ART TAIPEI 台北國際藝術博覽會

關於

    一九七四年生於日本神奈川縣。東京藝術大學日本畫系碩士畢。採用抽象的寫實手法來體現作為東方女性的內心世界,其作品以日本膠彩畫為主,細膩、純真、唯美。她的畫不同於其它類似的日本繪畫那種流於表面且一目了然的小清新,而是在繁複的肌理下,蘊含著十分豐富動人的東方精神。她的畫作營造著一種悠遠的沉靜與難以言喻的神秘感,觀者驚覺於畫面的厚實肌理與多層次的情境之外,更讓人對她畫作中的祕境為之嚮往。她創造出來的情境,深深地打動了觀眾的內心。她用獨特的技巧將其昇華為一種普遍,但卻豐富寬廣的心靈風景。這個風景是空靈幽靜的,默默地,她創造了生命泉源的感動。

    林靖子自述

    接觸到新的事物,如果仔細盯住看,會發現他的形狀、顏色、質感,以及其散發出來的氣氛,會使人很純粹的感受到一種好玩的驚奇⋯⋯。他經過後,在我身上產生的記憶及體驗,是一種全然未知的感受,使我想要更深入的去看、去了解⋯⋯。這探索過程的不斷交錯,使我從原本未接觸過的事物,產生一股懷舊的思緒,也衍生出一份超越常理的激情。我將我的心房毫不保留的打開,盡情享受與他們之間的對話,這是我在創作上最重視的一件事情。如果有人問我:「藝術是什麼?」,我絕對無法回答。因為藝術是無法一言以蔽之的,他是一種很廣的、曖昧的、寬容的東西;無論是創作者或觀者,都可以是很自由去看待並詮釋的。

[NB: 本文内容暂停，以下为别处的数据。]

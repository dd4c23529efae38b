use axum::{
    Json,
    http::StatusCode,
    response::{IntoResponse, Response},
};
use serde::Serialize;
use thiserror::Error;

/// Body returned for every server-side failure. Callers never learn which
/// downstream step failed; the cause is only logged.
pub const GENERIC_ERROR_MESSAGE: &str = "Something went wrong";

#[derive(Debug, Error)]
pub enum AppError {
    #[error("Bad request: {0}")]
    BadRequest(anyhow::Error),

    #[error("Storage error: {0}")]
    StorageError(anyhow::Error),

    #[error("Inference error: {0}")]
    InferenceError(anyhow::Error),

    #[error("Internal server error: {0}")]
    InternalError(#[from] anyhow::Error),

    #[error("Configuration error: {0}")]
    ConfigError(anyhow::Error),
}

impl AppError {
    /// Short label used for log fields and metric labels.
    pub fn kind(&self) -> &'static str {
        match self {
            AppError::BadRequest(_) => "bad_request",
            AppError::StorageError(_) => "storage",
            AppError::InferenceError(_) => "inference",
            AppError::InternalError(_) => "internal",
            AppError::ConfigError(_) => "config",
        }
    }

    pub fn status_code(&self) -> StatusCode {
        match self {
            AppError::BadRequest(_) => StatusCode::BAD_REQUEST,
            _ => StatusCode::INTERNAL_SERVER_ERROR,
        }
    }
}

impl From<config::ConfigError> for AppError {
    fn from(err: config::ConfigError) -> Self {
        AppError::ConfigError(anyhow::Error::new(err))
    }
}

impl From<std::io::Error> for AppError {
    fn from(err: std::io::Error) -> Self {
        AppError::InternalError(anyhow::Error::new(err))
    }
}

impl IntoResponse for AppError {
    fn into_response(self) -> Response {
        #[derive(Serialize)]
        struct ErrorResponse {
            error: String,
        }

        let status = self.status_code();
        let error = match &self {
            AppError::BadRequest(err) => err.to_string(),
            other => {
                tracing::error!(kind = other.kind(), error = ?other, "Request failed");
                GENERIC_ERROR_MESSAGE.to_string()
            }
        };

        (status, Json(ErrorResponse { error })).into_response()
    }
}
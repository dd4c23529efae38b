//! Mock provider implementations for testing.

use super::{FloorPlanProvider, ImageToImageProvider, ProviderError};
use crate::models::ControlNetInput;
use async_trait::async_trait;
use serde_json::Value;
use std::sync::Mutex;

/// Returns a canned output, or fails, and records every input it sees.
pub struct MockImageToImageProvider {
    output: Option<Value>,
    calls: Mutex<Vec<ControlNetInput>>,
}

impl MockImageToImageProvider {
    pub fn new(output: Value) -> Self {
        Self {
            output: Some(output),
            calls: Mutex::default(),
        }
    }

    pub fn failing() -> Self {
        Self {
            output: None,
            calls: Mutex::default(),
        }
    }

    pub fn calls(&self) -> Vec<ControlNetInput> {
        self.calls
            .lock()
            .map(|calls| calls.clone())
            .unwrap_or_default()
    }
}

#[async_trait]
impl ImageToImageProvider for MockImageToImageProvider {
    async fn run(&self, input: &ControlNetInput) -> Result<Value, ProviderError> {
        if let Ok(mut calls) = self.calls.lock() {
            calls.push(input.clone());
        }

        self.output.clone().ok_or_else(|| ProviderError::PredictionFailed {
            id: "mock".to_string(),
            status: "failed".to_string(),
            detail: "mock provider configured to fail".to_string(),
        })
    }
}

/// Echoes the prompt back inside a canned payload.
pub struct MockFloorPlanProvider {
    enabled: bool,
    prompts: Mutex<Vec<String>>,
}

impl MockFloorPlanProvider {
    pub fn new(enabled: bool) -> Self {
        Self {
            enabled,
            prompts: Mutex::default(),
        }
    }

    pub fn prompts(&self) -> Vec<String> {
        self.prompts
            .lock()
            .map(|prompts| prompts.clone())
            .unwrap_or_default()
    }
}

#[async_trait]
impl FloorPlanProvider for MockFloorPlanProvider {
    async fn predict(&self, prompt: &str) -> Result<Value, ProviderError> {
        if !self.enabled {
            return Err(ProviderError::NotConfigured(
                "Mock floor plan provider not enabled".to_string(),
            ));
        }

        if let Ok(mut prompts) = self.prompts.lock() {
            prompts.push(prompt.to_string());
        }

        Ok(serde_json::json!([{ "plan": format!("Mock floor plan for: {}", prompt) }]))
    }
}
use crate::services::get_metrics;
use axum::{http::StatusCode, response::IntoResponse, Json};
use serde_json::json;

pub async fn health_check() -> impl IntoResponse {
    Json(json!({
        "status": "ok",
        "service": "exterior-service",
        "version": env!("CARGO_PKG_VERSION")
    }))
}

pub async fn metrics_endpoint() -> impl IntoResponse {
    (
        StatusCode::OK,
        [("content-type", "text/plain; charset=utf-8")],
        get_metrics(),
    )
}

    對我來說,創作之所以有趣,有一大部分是在於把原本不存在的東西創作出來,並讓他存在。透過我雙手不斷的移動,顏色被我恣意的堆積、削減、流過,然後再度被堆疊⋯⋯。在平面的紙上看到寬廣的世界,是我的幸福。我經常很感謝這些深深影響我的事物,也很感激這一顆顆來自遠方的礦物質顏料們;因為有這些向我靠攏過來的萬物,所以我才能進行創作的吧!我不知道未來會創作甚麼,也很好奇想知道自己未來可能產生的變化。但是我知道,我永遠希望我的作品,能夠讓觀者透過我的作品,想起已遺忘的事物、或是曾擁有過的感受及回憶⋯⋯

    Born in 1974, in Kanagawa Prefecture, Japan. Hayashi graduated from the Tokyo University of Arts’ Department of Painting, where she specialized in Japanese Painting. Hayashi uses abstract realism to represent the vicissitudes of eastern feminism. Working mainly with traditional Japanese painting, which is delicate, pure, and exquisite. Hayashi does not shy from engendering the poignancy of Eastern spirituality through complex and textured layers in her works, marking her apart from artists that fall trapped to superficiality and banal straightforwardness.

    The indescribable mysteriousness and profound serenity that her works present, breathing through the intricate constructions of layers and scenes, seduce the mind to mystic lands they seem to promise. Hayashi’s sceneries are ethereal, peaceful, and silently in progress. Tempered and elevated, moments born of the undulating rhythm of life come into full bloom on her canvas.

    Self-Statement

    When encountering an object for the first time, I notice the shape, color, texture, and atmosphere that lead me to feel a pure sense of playful curiosity. After the encounter, the memory and experience that become engraved in my mind are completely unknown feelings that make me want to dig deeper into my memory to explore…to understand it more deeply…

    The constant interaction during this exploration process brings out nostalgic feelings for objects that I had not previously encountered. It spawns a passion that surpasses common sense. Unreservedly, I keep my heart open, allowing myself to enjoy the dialogue between the object and my heart. This is the thing that I pay the most attention to in my creations. If someone asks me, “what is art?”, I am absolutely unable to answer them. Art cannot be described using words. It is a broad, vague, and all-encompassing thing which can be observed and interpreted by both the creator and viewer.

    For me, creating art is interesting because a large part of it involves manifesting things into existence. Through the continuous movement of my two hands, colors are willfully stacked, reduced, and passed over each other. Then, they are stacked again…. Seeing the vast world reconstructed on a piece of paper brings me joy. I am very grateful for the experiences which have shaped me and the mineral pigments I paint with. Without either one, I cannot create. I do not know what I will create next, and am curious of how I might change as an artist. However, I do know that I will always want my works to bring out a viewer’s memory of past objects and feelings.